Chapter 4: Treatment Settings in Mental Health Care
Loading audio…
ⓘ This audio and summary are simplified educational interpretations and are not a substitute for the original text.
Treatment Settings in Mental Health Care meticulously outlines the complex landscape of psychiatric treatment settings, starting by addressing the unique challenges individuals face when seeking mental health care, often rooted in societal stigma, concealment, and the inherent difficulty of diagnosis based on symptoms rather than objective measures, or even the cognitive impairment (like anosognosia or apathy) caused by the illness itself. Treatment modalities are organized along a continuum of psychiatric-mental healthcare, emphasizing movement toward the least restrictive environment possible for necessary care. The historical evolution of care is traced from pre-Civil War asylums to the modern community-based system, spurred by legislation and landmark decisions like Olmstead. Outpatient care is presented first, including initial contact through primary care providers, referral to specialized psychiatric care providers, and key integrated models like the Patient-Centered Medical Home (PCMH). Community-based services span Community Mental Health Centers (CMHCs), Psychiatric Home Care for homebound patients, and intensive case management models like Assertive Community Treatment (ACT) for hard-to-engage individuals with persistent symptoms.
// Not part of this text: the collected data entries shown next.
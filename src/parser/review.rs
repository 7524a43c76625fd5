use super::extract::extract_years;
use super::sources::normalize_source_name;
use super::{Record, MAX_VALID_YEAR};

/// Lowercase URL fragments that mark commercial pages, not data.
pub const GIFT_CARD_PHRASES: &[&str] = &["gift card", "giftcard", "gift-card"];

/// Hosts that look like citations but belong to software vendors,
/// licenses or document repositories.
pub const PSEUDO_DATA_DOMAINS: &[&str] = &[
    "stata.com",
    "www.stata.com",
    "documents.worldbank.org",
    "www.documents.worldbank.org",
    "creativecommons.org",
    "www.creativecommons.org",
];

pub fn is_pseudo_data_domain(domain: &str) -> bool {
    let d = domain.to_lowercase();
    PSEUDO_DATA_DOMAINS.contains(&d.as_str()) || d.contains("stata")
}

pub fn is_pseudo_data_url(url: &str) -> bool {
    let u = url.to_lowercase();
    GIFT_CARD_PHRASES.iter().any(|p| u.contains(p))
}

/// Lowercase host of `url`, or an empty string when it cannot be parsed.
pub fn domain_of(url: &str) -> String {
    url::Url::parse(url)
        .ok()
        .and_then(|u| u.host_str().map(|h| h.to_lowercase()))
        .unwrap_or_default()
}

/// Which review rules fired for a record.
#[derive(Debug, Clone, Copy, Default, PartialEq, Eq)]
pub struct ReviewReasons {
    /// No mention survives source normalization.
    pub no_sources: bool,
    /// Neither URLs nor dataset candidates.
    pub no_evidence: bool,
    /// A year after `MAX_VALID_YEAR` is mentioned.
    pub future_year: bool,
    /// A URL points at a gift-card page or a deny-listed host.
    pub suspicious_url: bool,
}

impl ReviewReasons {
    pub fn evaluate(record: &Record) -> Self {
        let no_sources = !record
            .sources_mentions
            .iter()
            .any(|s| normalize_source_name(Some(s.as_str())).is_some());

        let no_evidence = record.urls.is_empty() && record.dataset_candidates.is_empty();

        let future_year = record
            .time_mentions
            .iter()
            .flat_map(|t| extract_years(t))
            .any(|y| y > MAX_VALID_YEAR);

        let suspicious_url = record.urls.iter().any(|u| {
            if is_pseudo_data_url(u) {
                return true;
            }
            let d = domain_of(u);
            !d.is_empty() && is_pseudo_data_domain(&d)
        });

        Self {
            no_sources,
            no_evidence,
            future_year,
            suspicious_url,
        }
    }

    pub fn any(&self) -> bool {
        self.no_sources || self.no_evidence || self.future_year || self.suspicious_url
    }

    pub fn labels(&self) -> Vec<&'static str> {
        let mut out = Vec::new();
        if self.no_sources {
            out.push("no sources");
        }
        if self.no_evidence {
            out.push("no urls/datasets");
        }
        if self.future_year {
            out.push("future year");
        }
        if self.suspicious_url {
            out.push("suspicious url");
        }
        out
    }
}

/// Strict disjunction of the four review rules.
pub fn needs_review(record: &Record) -> bool {
    ReviewReasons::evaluate(record).any()
}

#[cfg(test)]
mod tests {
    use super::*;

    fn strings(items: &[&str]) -> Vec<String> {
        items.iter().map(|s| s.to_string()).collect()
    }

    fn clean_record() -> Record {
        Record {
            sources_mentions: strings(&["World Bank"]),
            time_mentions: strings(&["published in 2020"]),
            urls: strings(&["https://data.worldbank.org/x"]),
            ..Default::default()
        }
    }

    #[test]
    fn license_only_source_without_evidence() {
        let record = Record {
            sources_mentions: strings(&["Creative Commons"]),
            ..Default::default()
        };
        let reasons = ReviewReasons::evaluate(&record);
        assert!(reasons.no_sources);
        assert!(reasons.no_evidence);
        assert!(needs_review(&record));
    }

    #[test]
    fn clean_record_passes() {
        let record = clean_record();
        assert_eq!(ReviewReasons::evaluate(&record), ReviewReasons::default());
        assert!(!needs_review(&record));
    }

    #[test]
    fn future_year_alone_flags() {
        let record = Record {
            time_mentions: strings(&["forecast for 2099"]),
            ..clean_record()
        };
        let reasons = ReviewReasons::evaluate(&record);
        assert_eq!(
            reasons,
            ReviewReasons {
                future_year: true,
                ..Default::default()
            }
        );
        assert!(needs_review(&record));
    }

    #[test]
    fn boundary_year_is_not_future() {
        let record = Record {
            time_mentions: strings(&["through 2025"]),
            ..clean_record()
        };
        assert!(!needs_review(&record));
    }

    #[test]
    fn gift_card_url_flags_despite_evidence() {
        let record = Record {
            urls: strings(&["https://example.com/gift-card-special"]),
            dataset_candidates: strings(&["Household Survey 2018"]),
            ..clean_record()
        };
        let reasons = ReviewReasons::evaluate(&record);
        assert!(reasons.suspicious_url);
        assert!(!reasons.no_evidence);
        assert!(needs_review(&record));
    }

    #[test]
    fn deny_listed_and_stata_hosts() {
        for u in [
            "https://www.stata.com/features",
            "https://documents.worldbank.org/en/publication",
            "https://CreativeCommons.org/licenses/by/3.0/igo",
            "https://blog.stata-press.com/post",
        ] {
            let record = Record {
                urls: strings(&[u]),
                ..clean_record()
            };
            assert!(ReviewReasons::evaluate(&record).suspicious_url, "{}", u);
        }
    }

    #[test]
    fn malformed_url_fails_open() {
        assert_eq!(domain_of("https://[not-a-host/stata"), "");
        let record = Record {
            urls: strings(&["https://[not-a-host/stata"]),
            ..clean_record()
        };
        assert!(!ReviewReasons::evaluate(&record).suspicious_url);
    }

    #[test]
    fn sentinel_sources_do_not_count() {
        let record = Record {
            sources_mentions: strings(&["", "  ", "documents of the world bank"]),
            ..clean_record()
        };
        assert!(ReviewReasons::evaluate(&record).no_sources);
    }

    #[test]
    fn dataset_candidates_count_as_evidence() {
        let record = Record {
            urls: Vec::new(),
            dataset_candidates: strings(&["LSMS"]),
            ..clean_record()
        };
        assert!(!needs_review(&record));
    }

    #[test]
    fn rerun_is_stable() {
        let record = Record {
            time_mentions: strings(&["2030 target"]),
            ..clean_record()
        };
        let first = needs_review(&record);
        for _ in 0..5 {
            assert_eq!(needs_review(&record), first);
        }
    }

    #[test]
    fn labels_follow_rule_order() {
        let reasons = ReviewReasons {
            no_sources: true,
            suspicious_url: true,
            ..Default::default()
        };
        assert_eq!(reasons.labels(), vec!["no sources", "suspicious url"]);
    }
}
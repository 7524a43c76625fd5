pub mod extract;
pub mod review;
pub mod sources;
pub mod text;

use std::path::Path;

use serde::{Deserialize, Serialize};

use extract::MetadataExtractor;

/// Inclusive year range accepted in histograms and exports.
pub const MIN_VALID_YEAR: i32 = 1990;
pub const MAX_VALID_YEAR: i32 = 2025;

/// Facts extracted from one document. `needs_review` is never stored here;
/// it is always derived from these fields.
#[derive(Debug, Clone, Default, PartialEq, Serialize, Deserialize)]
#[serde(default)]
pub struct Record {
    pub sources_mentions: Vec<String>,
    pub time_mentions: Vec<String>,
    pub urls: Vec<String>,
    pub dataset_candidates: Vec<String>,
    pub has_declaration: bool,
    pub availability_section_found: bool,
}

impl Record {
    pub fn needs_review(&self) -> bool {
        review::needs_review(self)
    }
}

/// A processed PDF: the record plus extractor-only outputs.
#[derive(Debug, Clone, PartialEq, Serialize)]
pub struct DocumentRecord {
    pub pdf_path: String,
    pub pdf_name: String,
    pub record: Record,
    pub years_ai: Vec<i32>,
    pub has_downloadable_data_ai: bool,
    pub notes_ai: String,
    pub text_chars: usize,
    pub needs_review: bool,
}

impl DocumentRecord {
    /// `years_ai` restricted to the valid range.
    pub fn years_in_range(&self) -> Vec<i32> {
        self.years_ai
            .iter()
            .copied()
            .filter(|y| (MIN_VALID_YEAR..=MAX_VALID_YEAR).contains(y))
            .collect()
    }
}

/// Pipeline for one document: raw text → normalized text → metadata →
/// record → review flag. The full text doubles as the only time mention.
pub fn process_text(
    pdf_path: &str,
    pdf_name: &str,
    raw_text: &str,
    extractor: &dyn MetadataExtractor,
) -> DocumentRecord {
    let text = text::normalize_text(raw_text);
    let meta = extractor.extract(&text);

    let record = Record {
        sources_mentions: meta.sources_ai,
        time_mentions: vec![text.clone()],
        urls: meta.urls,
        ..Default::default()
    };
    let needs_review = record.needs_review();

    DocumentRecord {
        pdf_path: pdf_path.to_string(),
        pdf_name: pdf_name.to_string(),
        record,
        years_ai: meta.years_ai,
        has_downloadable_data_ai: meta.has_downloadable_data_ai,
        notes_ai: meta.notes_ai,
        text_chars: text.chars().count(),
        needs_review,
    }
}

/// Read a PDF from disk and run it through [`process_text`].
pub fn process_pdf(path: &Path, extractor: &dyn MetadataExtractor) -> DocumentRecord {
    let raw = crate::pdf::pdf_to_text(path);
    let name = path
        .file_name()
        .map(|n| n.to_string_lossy().into_owned())
        .unwrap_or_default();
    process_text(&path.display().to_string(), &name, &raw, extractor)
}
Intermediate options like Partial Hospitalization Programs (PHPs) and Intensive Outpatient Programs (IOPs) provide structured support, with recent technological advancements introducing telepsychiatry as a flexible delivery method. When symptoms are acute, Emergency Care provides triage and stabilization. The most acute settings involve inpatient care, typically reserved for those who are suicidal, homicidal, or extremely disabled, and found in crisis stabilization units, general hospitals, private hospitals, and state hospitals (often handling forensic patients). Core to acute care is maintaining the patient's rights, establishing a therapeutic milieu (the safe, structured environment that promotes healing), and managing the multidisciplinary treatment team. The text details the public health model of prevention (primary, secondary, tertiary) aimed at reducing the effects of disorders, and underscores the critical, holistic role of the psychiatric-mental health nurse across all settings, focusing on comprehensive assessment, safety, medication management, and promoting recovery and self-advocacy.